Loder: You have mentioned there's yet some goals for this record and you guys are in the position where you're, like... you're the hard rock band in the country, if probably not the world. Where do you go next? I mean, what are you trying to demonstrate?

Axl: Um, there's lots of kinds of material. Basically, with all kinds of different reactions in the press, and this and that, it was kind of like, the only way to show where we've been and and to make ourselves happy was to just try to put it all out; try to put all the material out at once, which, you know, 148 minutes that hasn't really been done.

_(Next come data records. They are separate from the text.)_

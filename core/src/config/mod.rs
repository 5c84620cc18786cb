//! JSON job files.
//!
//! ```json
//! {
//!     "structure": "C2H6.pdb",
//!     "parameters": "C2H6.sf",
//!     "terms": ["bonds", "angles"],
//!     "minimize": { "max_iterations": 200 },
//!     "modes": { "peak_scale_factor": 0.5 },
//!     "output_dir": "modes",
//!     "prefix": "ethane"
//! }
//! ```
//!
//! Relative paths are resolved against the directory of the job file.

use std::{
    fs::File,
    io::BufReader,
    path::{Path, PathBuf},
};

use serde::Deserialize;

use crate::{
    minimize::{BfgsMinimizer, GradientMethod},
    nma::{self, ModeTrajectoryOptions, DEFAULT_HESSIAN_STEP},
    Error, Result,
};

#[derive(Deserialize, Clone, Debug, PartialEq)]
#[serde(deny_unknown_fields)]
pub struct JobConfig {
    /// PDB-like atom file
    pub structure: PathBuf,
    /// structure file with the force field parameters
    pub parameters: PathBuf,
    #[serde(default = "default_terms")]
    pub terms: Vec<String>,
    /// minimize the structure before the normal-mode analysis
    #[serde(default)]
    pub minimize: Option<MinimizeConfig>,
    #[serde(default)]
    pub hessian: HessianConfig,
    #[serde(default)]
    pub modes: ModesConfig,
    #[serde(default = "default_output_dir")]
    pub output_dir: PathBuf,
    /// file name prefix of the mode trajectories, `<prefix>_modeNN.pdb`
    #[serde(default = "default_prefix")]
    pub prefix: String,
}

#[derive(Deserialize, Clone, Debug, PartialEq)]
#[serde(default, deny_unknown_fields)]
pub struct MinimizeConfig {
    pub max_iterations: usize,
    pub gtol: f64,
    pub epsilon: f64,
    /// use finite differences with step `epsilon` instead of analytic gradients
    pub numerical_gradient: bool,
    /// write every iteration to `minimization.pdb`
    pub save_trajectory: bool,
}

#[derive(Deserialize, Copy, Clone, Debug, Default, PartialEq, Eq)]
#[serde(rename_all = "lowercase")]
pub enum HessianMethod {
    /// second differences of the energy
    #[default]
    Energy,
    /// first differences of the analytic gradient
    Gradient,
}

#[derive(Deserialize, Clone, Debug, PartialEq)]
#[serde(default, deny_unknown_fields)]
pub struct HessianConfig {
    pub method: HessianMethod,
    pub step: f64,
}

#[derive(Deserialize, Clone, Debug, PartialEq)]
#[serde(default, deny_unknown_fields)]
pub struct ModesConfig {
    pub discard_trans_and_rot: bool,
    pub num_frames: usize,
    pub peak_scale_factor: f64,
    /// write one animated trajectory per mode
    pub write_trajectories: bool,
}

fn default_terms() -> Vec<String> {
    vec!["bonds".to_owned(), "angles".to_owned(), "vdw".to_owned()]
}

fn default_output_dir() -> PathBuf {
    PathBuf::from("modes")
}

fn default_prefix() -> String {
    "nma".to_owned()
}

impl Default for MinimizeConfig {
    fn default() -> Self {
        let BfgsMinimizer {
            gtol,
            epsilon,
            max_iterations,
            ..
        } = BfgsMinimizer::default();

        Self {
            max_iterations,
            gtol,
            epsilon,
            numerical_gradient: false,
            save_trajectory: true,
        }
    }
}

impl From<&MinimizeConfig> for BfgsMinimizer {
    fn from(config: &MinimizeConfig) -> Self {
        Self {
            gtol: config.gtol,
            epsilon: config.epsilon,
            max_iterations: config.max_iterations,
            gradient: if config.numerical_gradient {
                GradientMethod::Numerical
            } else {
                GradientMethod::Analytic
            },
        }
    }
}

impl Default for HessianConfig {
    fn default() -> Self {
        Self {
            method: HessianMethod::default(),
            step: DEFAULT_HESSIAN_STEP,
        }
    }
}

impl Default for ModesConfig {
    fn default() -> Self {
        let ModeTrajectoryOptions {
            num_frames,
            peak_scale_factor,
        } = ModeTrajectoryOptions::default();

        Self {
            discard_trans_and_rot: true,
            num_frames,
            peak_scale_factor,
            write_trajectories: true,
        }
    }
}

impl From<&ModesConfig> for ModeTrajectoryOptions {
    fn from(config: &ModesConfig) -> Self {
        Self {
            num_frames: config.num_frames,
            peak_scale_factor: config.peak_scale_factor,
        }
    }
}

impl JobConfig {
    /// A job with default settings for everything but the two input files
    pub fn new(structure: impl Into<PathBuf>, parameters: impl Into<PathBuf>) -> Self {
        Self {
            structure: structure.into(),
            parameters: parameters.into(),
            terms: default_terms(),
            minimize: None,
            hessian: HessianConfig::default(),
            modes: ModesConfig::default(),
            output_dir: default_output_dir(),
            prefix: default_prefix(),
        }
    }

    pub fn from_json(source: &str) -> Result<Self> {
        Ok(serde_json::from_str(source)?)
    }

    /// Reads a job file, resolving relative paths against its directory.
    pub fn load(path: impl AsRef<Path>) -> Result<Self> {
        let path = path.as_ref();
        let file = File::open(path).map_err(|source| Error::io(path, source))?;
        let mut config: Self = serde_json::from_reader(BufReader::new(file))?;

        if let Some(base) = path.parent() {
            config.resolve_paths(base);
        }
        Ok(config)
    }

    /// Rejects settings that would make the analysis produce NaNs instead of failing.
    pub fn validate(&self) -> Result<()> {
        nma::check_step(self.hessian.step)?;
        ModeTrajectoryOptions::from(&self.modes).validate()?;

        if let Some(minimize) = &self.minimize {
            let epsilon = minimize.epsilon;
            if minimize.numerical_gradient && !(epsilon.is_finite() && epsilon > 0.0) {
                return Err(Error::InvalidSetting {
                    setting: "numerical gradient step",
                    value: epsilon,
                });
            }
        }
        Ok(())
    }

    fn resolve_paths(&mut self, base: &Path) {
        for path in [
            &mut self.structure,
            &mut self.parameters,
            &mut self.output_dir,
        ] {
            if path.is_relative() {
                *path = base.join(&*path);
            }
        }
    }
}

#[cfg(test)]
mod tests {
    use std::path::Path;

    use super::{HessianMethod, JobConfig};
    use crate::{minimize::BfgsMinimizer, Error};

    #[test]
    fn fills_in_defaults() {
        let config =
            JobConfig::from_json(r#"{"structure": "a.pdb", "parameters": "a.sf"}"#).unwrap();

        assert_eq!(config, JobConfig::new("a.pdb", "a.sf"));
        assert_eq!(config.terms, vec!["bonds", "angles", "vdw"]);
        assert!(config.minimize.is_none());
        assert_eq!(config.hessian.method, HessianMethod::Energy);
        assert!(config.modes.discard_trans_and_rot);
        assert_eq!(config.modes.num_frames, 20);
        assert_eq!(config.output_dir, Path::new("modes"));
    }

    #[test]
    fn parses_nested_settings() {
        let config = JobConfig::from_json(
            r#"{
                "structure": "a.pdb",
                "parameters": "a.sf",
                "terms": ["bonds"],
                "minimize": {"max_iterations": 50, "numerical_gradient": true},
                "hessian": {"method": "gradient", "step": 1e-5},
                "modes": {"peak_scale_factor": 0.5, "write_trajectories": false},
                "prefix": "triatomic"
            }"#,
        )
        .unwrap();

        let minimize = config.minimize.as_ref().unwrap();
        assert_eq!(minimize.max_iterations, 50);
        assert_eq!(minimize.gtol, 1e-6);
        let minimizer = BfgsMinimizer::from(minimize);
        assert_eq!(minimizer.max_iterations, 50);
        assert_eq!(minimizer.gradient, crate::minimize::GradientMethod::Numerical);

        assert_eq!(config.hessian.method, HessianMethod::Gradient);
        assert_eq!(config.hessian.step, 1e-5);
        assert_eq!(config.modes.peak_scale_factor, 0.5);
        assert!(!config.modes.write_trajectories);
        assert_eq!(config.prefix, "triatomic");
    }

    #[test]
    fn validates_numerical_settings() {
        assert!(JobConfig::new("a.pdb", "a.sf").validate().is_ok());

        let mut config = JobConfig::new("a.pdb", "a.sf");
        config.hessian.step = 0.0;
        assert!(matches!(
            config.validate(),
            Err(Error::InvalidSetting { setting: "hessian step", .. })
        ));

        let mut config = JobConfig::new("a.pdb", "a.sf");
        config.modes.num_frames = 0;
        assert!(matches!(
            config.validate(),
            Err(Error::InvalidSetting { setting: "number of frames", .. })
        ));

        let mut config = JobConfig::from_json(
            r#"{"structure": "a.pdb", "parameters": "a.sf",
                "minimize": {"numerical_gradient": true, "epsilon": -0.01}}"#,
        )
        .unwrap();
        assert!(config.validate().is_err());
        config.minimize = None;
        assert!(config.validate().is_ok());
    }

    #[test]
    fn rejects_unknown_fields() {
        assert!(matches!(
            JobConfig::from_json(r#"{"structure": "a", "parameters": "b", "temperature": 300}"#),
            Err(Error::Config(_))
        ));
    }

    #[test]
    fn resolves_paths_relative_to_job_file() {
        let dir = tempfile::tempdir().unwrap();
        let job = dir.path().join("job.json");
        std::fs::write(
            &job,
            r#"{"structure": "in/a.pdb", "parameters": "/abs/a.sf", "output_dir": "out"}"#,
        )
        .unwrap();

        let config = JobConfig::load(&job).unwrap();
        assert_eq!(config.structure, dir.path().join("in/a.pdb"));
        assert_eq!(config.parameters, Path::new("/abs/a.sf"));
        assert_eq!(config.output_dir, dir.path().join("out"));
    }
}
use std::{
    fs::File,
    io::{BufWriter, Write},
    path::Path,
};

use nalgebra::{DVector, Vector3};

use crate::{terms::Bond, universe::Universe, util, Error, Result};

/// Coordinates of every atom at one point of a trajectory.
#[derive(Clone, Debug, PartialEq)]
pub struct Frame {
    pub coords: Vec<Vector3<f64>>,
}

impl Frame {
    pub fn from_flat(flat: &DVector<f64>) -> Self {
        Self {
            coords: util::flat_to_coords(flat),
        }
    }
}

#[derive(Clone, Debug, Default)]
pub struct Trajectory {
    frames: Vec<Frame>,
}

impl Trajectory {
    pub fn new() -> Self {
        Self::default()
    }

    pub fn len(&self) -> usize {
        self.frames.len()
    }

    pub fn is_empty(&self) -> bool {
        self.frames.is_empty()
    }

    pub fn add_frame(&mut self, coords: Vec<Vector3<f64>>) {
        self.frames.push(Frame { coords });
    }

    pub fn iter(&self) -> impl Iterator<Item = &Frame> {
        self.frames.iter()
    }

    pub fn frames(&self) -> &[Frame] {
        &self.frames
    }
}

impl FromIterator<Frame> for Trajectory {
    fn from_iter<T: IntoIterator<Item = Frame>>(iter: T) -> Self {
        Self {
            frames: iter.into_iter().collect(),
        }
    }
}

/// Writes `trajectory` as a multi-model PDB file. `CONNECT` records for `bonds` are only
/// written for the first frame.
pub fn save_trajectory_to_pdb(
    path: impl AsRef<Path>,
    trajectory: &Trajectory,
    universe: &Universe,
    bonds: &[Bond],
) -> Result<()> {
    let path = path.as_ref();
    let file = File::create(path).map_err(|source| Error::io(path, source))?;
    let mut writer = BufWriter::new(file);

    write_trajectory_to_pdb(&mut writer, trajectory, universe, bonds)?;
    writer.flush().map_err(|source| Error::io(path, source))?;

    log::info!("wrote {} frames to {}", trajectory.len(), path.display());
    Ok(())
}

/// Writes fixed-width `ATOM` records. Coordinates must fit `%8.3f`, so they have to stay
/// within `-999.999..=9999.999`.
pub fn write_trajectory_to_pdb(
    writer: &mut impl Write,
    trajectory: &Trajectory,
    universe: &Universe,
    bonds: &[Bond],
) -> Result<()> {
    for (frame_number, frame) in trajectory.iter().enumerate() {
        if frame.coords.len() != universe.len() {
            return Err(Error::DimensionMismatch {
                expected: universe.len(),
                found: frame.coords.len(),
            });
        }

        writeln!(writer, "HEADER Coordinates at Frame {frame_number}")?;
        for (atom, position) in universe.atoms().iter().zip(&frame.coords) {
            writeln!(
                writer,
                "ATOM  {:5} {:>4} {:>3} {}{:4}    {:8.3}{:8.3}{:8.3}{:6.2}{:6.2}{:6.1}{:6.2}{:6.2} ",
                atom.serial(),
                atom.name(),
                atom.residue_name(),
                atom.chain_id(),
                atom.residue_number(),
                position.x,
                position.y,
                position.z,
                atom.charge(),
                0.0,
                atom.mass(),
                atom.radius(),
                atom.charge(),
            )?;
        }
        if frame_number == 0 {
            for bond in bonds {
                writeln!(writer, "CONNECT {} {}", bond.serial_1, bond.serial_2)?;
            }
        }
        writeln!(writer, "END")?;
    }

    Ok(())
}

I mean, Springsteen put out a five album box set, but it was live - you know, it had been done over the years. Most of this is new material and there's a couple of cover tunes in it.

Loder: Is this album gonna be also mixed up like GN’R Lies? Is there gonna be a lot of the acoustic stuff on it too, different stylistic things going on?

Axl: Yeah, there’ll be, um, there’ll be a few acoustic things. There'll be some songs that are acoustic going into electric back to acoustic, and stuff like that. I actually play guitar on a couple songs for the first time (laughs).  I only play two strings but it's some pretty cool punk rock type stuff (chuckles).

Loder: Well, how come Steven left the band at this critical juncture...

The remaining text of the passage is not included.